Durch Jan mit seiner kleinen Tauchschule gestaltete sich unsere Tauchreise von Anbeginn weniger abenteuerlich.

Am 09. Oktober 2010 ging es endlich los. Wir trafen uns am Flughafen, Terminal 2 zum gemeinsamen Einchecken. Das Einchecken begann mit Auschecken vereinzelter Ausrüstungsteile um nicht schon mit Übergepäck loszufliegen. Letzte dringend benötigte Adapter wurden verteilt. Das freundliche Airline- Personal meinte es gut mit unserer Truppe und wollte uns in der Welt verteilen: 5 hatten als Zielflughafen OKA und einer OKI!, wo auch immer das liegt. Mit ein wenig Nachdruck und Udo konnten wir aber dann doch alle zusammen nach OKA, über Shanghai, einchecken.

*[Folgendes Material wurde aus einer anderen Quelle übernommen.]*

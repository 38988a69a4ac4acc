//! Piece catalog - canonical spawn shapes
//!
//! Every kind has exactly one spawn layout. All layouts sit in rows 20-21 of
//! the hidden buffer, columns 4-7. Index 1 of each shape is the rotation pivot.

use crate::types::{Coord, PieceKind};

/// Four cells of one piece. Index 1 is the rotation pivot.
pub type Shape = [Coord; 4];

/// Index of the pivot cell within a [`Shape`].
pub const PIVOT: usize = 1;

const fn c(row: i8, col: i8) -> Coord {
    Coord::new(row, col)
}

/// Get the spawn shape for a piece kind
pub fn spawn_shape(kind: PieceKind) -> Shape {
    match kind {
        PieceKind::L => [c(21, 4), c(21, 5), c(21, 6), c(20, 4)],
        PieceKind::I => [c(21, 4), c(21, 5), c(21, 6), c(21, 7)],
        PieceKind::O => [c(21, 4), c(21, 5), c(20, 4), c(20, 5)],
        PieceKind::T => [c(21, 4), c(21, 5), c(21, 6), c(20, 5)],
        PieceKind::S => [c(20, 4), c(20, 5), c(21, 5), c(21, 6)],
        PieceKind::Z => [c(21, 4), c(21, 5), c(20, 5), c(20, 6)],
        PieceKind::J => [c(21, 4), c(20, 5), c(20, 4), c(20, 6)],
    }
}

/// Whether `coord` is one of the shape's cells (value comparison).
pub fn shape_contains(shape: &Shape, coord: Coord) -> bool {
    shape.iter().any(|&cell| cell == coord)
}

/// Translate every cell of a shape.
pub fn translate(shape: &Shape, d_row: i8, d_col: i8) -> Shape {
    shape.map(|cell| cell.offset(d_row, d_col))
}
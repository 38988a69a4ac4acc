//! TerminalRenderer: flushes a framebuffer to a real terminal.
//!
//! Frames are diffed against the previous one and only changed runs of glyphs
//! are written. A size change forces a full redraw. Within a frame the pen
//! remembers the colors and intensity last sent, so a ghost cell next to an
//! empty cell costs one intensity switch instead of a full style reset.

use std::io::{self, Write};

use anyhow::Result;

use crossterm::{
    cursor,
    style::{
        Attribute, Color, Print, ResetColor, SetAttribute, SetBackgroundColor, SetForegroundColor,
    },
    terminal, QueueableCommand,
};

use crate::fb::{CellStyle, FrameBuffer, Rgb};
use crate::game_view::Viewport;

pub struct TerminalRenderer {
    stdout: io::Stdout,
    last: Option<FrameBuffer>,
    buf: Vec<u8>,
    entered: bool,
}

impl TerminalRenderer {
    pub fn new() -> Self {
        Self {
            stdout: io::stdout(),
            last: None,
            buf: Vec::with_capacity(64 * 1024),
            entered: false,
        }
    }

    /// Raw mode plus alternate screen.
    pub fn enter(&mut self) -> Result<()> {
        terminal::enable_raw_mode()?;
        self.entered = true;
        self.buf.clear();
        self.buf.queue(terminal::EnterAlternateScreen)?;
        self.buf.queue(cursor::Hide)?;
        self.buf.queue(terminal::DisableLineWrap)?;
        self.flush_buf()?;
        Ok(())
    }

    /// Undo [`TerminalRenderer::enter`]. Safe to call more than once.
    pub fn exit(&mut self) -> Result<()> {
        if !self.entered {
            return Ok(());
        }
        self.entered = false;
        self.buf.clear();
        self.buf.queue(ResetColor)?;
        self.buf.queue(SetAttribute(Attribute::Reset))?;
        self.buf.queue(terminal::EnableLineWrap)?;
        self.buf.queue(cursor::Show)?;
        self.buf.queue(terminal::LeaveAlternateScreen)?;
        self.flush_buf()?;
        terminal::disable_raw_mode()?;
        Ok(())
    }

    /// Current terminal size.
    pub fn viewport(&self) -> Result<Viewport> {
        let (w, h) = terminal::size()?;
        Ok(Viewport::new(w, h))
    }

    /// Force the next draw to be a full redraw. Call on resize events.
    pub fn invalidate(&mut self) {
        self.last = None;
    }

    /// Draw a framebuffer, swapping it into internal state.
    ///
    /// Callers keep one `FrameBuffer` and pass it in every frame; after the
    /// call it holds the previous frame and can be redrawn into.
    pub fn draw_swap(&mut self, fb: &mut FrameBuffer) -> Result<()> {
        self.buf.clear();
        let mut prev = match self.last.take() {
            Some(prev) if prev.width() == fb.width() && prev.height() == fb.height() => {
                encode_diff_into(&prev, fb, &mut self.buf)?;
                prev
            }
            _ => {
                encode_full_into(fb, &mut self.buf)?;
                FrameBuffer::new(fb.width(), fb.height())
            }
        };
        if !self.buf.is_empty() {
            self.flush_buf()?;
        }

        std::mem::swap(&mut prev, fb);
        self.last = Some(prev);
        Ok(())
    }

    fn flush_buf(&mut self) -> Result<()> {
        self.stdout.write_all(&self.buf)?;
        self.stdout.flush()?;
        Ok(())
    }
}

impl Default for TerminalRenderer {
    fn default() -> Self {
        Self::new()
    }
}

impl Drop for TerminalRenderer {
    fn drop(&mut self) {
        // Best effort: never leave the terminal in raw mode.
        let _ = self.exit();
    }
}

/// Encode a full-frame redraw into `out` without touching stdout.
///
/// Every row is addressed explicitly, so the result does not depend on line
/// wrapping being disabled.
pub fn encode_full_into(fb: &FrameBuffer, out: &mut Vec<u8>) -> Result<()> {
    out.queue(terminal::Clear(terminal::ClearType::All))?;

    let mut pen = Pen::default();
    for y in 0..fb.height() {
        encode_run(out, &mut pen, fb, Run { x: 0, y, len: fb.width() })?;
    }
    pen.finish(out)
}

/// Encode only the changed runs between two equally sized frames.
///
/// Identical frames encode to nothing.
pub fn encode_diff_into(prev: &FrameBuffer, next: &FrameBuffer, out: &mut Vec<u8>) -> Result<()> {
    let mut pen = Pen::default();
    for run in changed_runs(prev, next) {
        encode_run(out, &mut pen, next, run)?;
    }
    pen.finish(out)
}

/// A horizontal span of glyphs on one line.
#[derive(Debug, Clone, Copy, PartialEq, Eq)]
struct Run {
    x: u16,
    y: u16,
    len: u16,
}

/// Terminal drawing state as last sent. `None` means unknown.
#[derive(Debug, Default)]
struct Pen {
    fg: Option<Rgb>,
    bg: Option<Rgb>,
    /// `(bold, dim)`
    intensity: Option<(bool, bool)>,
}

impl Pen {
    fn switch_to(&mut self, out: &mut Vec<u8>, style: CellStyle) -> Result<()> {
        if self.fg != Some(style.fg) {
            out.queue(SetForegroundColor(rgb_to_color(style.fg)))?;
            self.fg = Some(style.fg);
        }
        if self.bg != Some(style.bg) {
            out.queue(SetBackgroundColor(rgb_to_color(style.bg)))?;
            self.bg = Some(style.bg);
        }

        // SGR 22 drops bold and dim together without touching colors.
        let intensity = (style.bold, style.dim);
        if self.intensity != Some(intensity) {
            out.queue(SetAttribute(Attribute::NormalIntensity))?;
            if style.bold {
                out.queue(SetAttribute(Attribute::Bold))?;
            }
            if style.dim {
                out.queue(SetAttribute(Attribute::Dim))?;
            }
            self.intensity = Some(intensity);
        }
        Ok(())
    }

    /// Hand the terminal back in its default style, if anything was drawn.
    fn finish(self, out: &mut Vec<u8>) -> Result<()> {
        if self.intensity.is_some() {
            out.queue(ResetColor)?;
            out.queue(SetAttribute(Attribute::Reset))?;
        }
        Ok(())
    }
}

fn encode_run(out: &mut Vec<u8>, pen: &mut Pen, fb: &FrameBuffer, run: Run) -> Result<()> {
    if run.len == 0 {
        return Ok(());
    }
    out.queue(cursor::MoveTo(run.x, run.y))?;
    for glyph in (run.x..run.x + run.len).filter_map(|x| fb.get(x, run.y)) {
        pen.switch_to(out, glyph.style)?;
        out.queue(Print(glyph.ch))?;
    }
    Ok(())
}

fn rgb_to_color(rgb: Rgb) -> Color {
    Color::Rgb {
        r: rgb.r,
        g: rgb.g,
        b: rgb.b,
    }
}

/// Maximal runs of glyphs in `next` that differ from `prev`, row by row.
///
/// Cells outside `prev` always differ.
fn changed_runs<'a>(prev: &'a FrameBuffer, next: &'a FrameBuffer) -> impl Iterator<Item = Run> + 'a {
    let width = next.width();
    (0..next.height()).flat_map(move |y| {
        let differs = move |x: u16| prev.get(x, y) != next.get(x, y);
        let mut x = 0;
        std::iter::from_fn(move || {
            while x < width && !differs(x) {
                x += 1;
            }
            if x == width {
                return None;
            }
            let start = x;
            while x < width && differs(x) {
                x += 1;
            }
            Some(Run { x: start, y, len: x - start })
        })
    })
}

Die Anreise nach Naha auf Okinawa verlief reibungslos. Alle Taucher kamen mit dem gesamten Gepäck gut an. Hier folgte die erste Schwierigkeit mit der Sprache: wie kann ich Geld am Automaten ziehen, wenn dieser nur japanisch anzeigt? Da ein Teil schon zuhause Geld getauscht hatte (hier ein Dank ein Karl-Heinz für die Abwicklung) beschlossen wir die 2 ohne Geld bis zum Montag, wo die Post wieder auf hat, durchzufüttern. Am Flughafen wurden wir von Jan in Empfang genommen. Erster Eindruck: es ist warm, nach dem kühlen Flug (warum müssen die die Flieger immer in einen Kühlschrank verwandeln, haben die Angst, dass ihre Kunden sonst zu stark altern??) zunächst nicht unangenehm. Aber im Kleinbus wurde es doch recht schnell ordentlich warm. Nach kurzer Zeit erfolgte der erste Stop an einem Supermarkt, es wurde doch Zeit für etwas zu trinken. Und Mückenschutz wurde organisiert, wie sich später herausstellte, war das auch dringend notwendig. Nach gut einer Stunde Fahrt erreichten wir die Pension. Jan spielte Dolmetscher und versprach uns eine Stunde später abzuholen, damit wir die Tauchausrüstung zur Tauchschule bringen und alles Weitere besprechen können. Die Zimmer waren schnell verteilt, da die Zimmergemeinschaften schon zuhause geklärt waren. Die Zimmer stellten sich als einfach aber sauber heraus. Und da sowohl Klimaanlage als auch Kühlschrank vorhanden waren konnte man sich auch damit arrangieren, dass es keinen Schrank gab. Da musste halt das 3. Bett herhalten. An den Fenstern gab es Moskitonetze, das war schon mal gut. Kleine Löcher darin waren dank Leukoplast auch schnell beseitigt.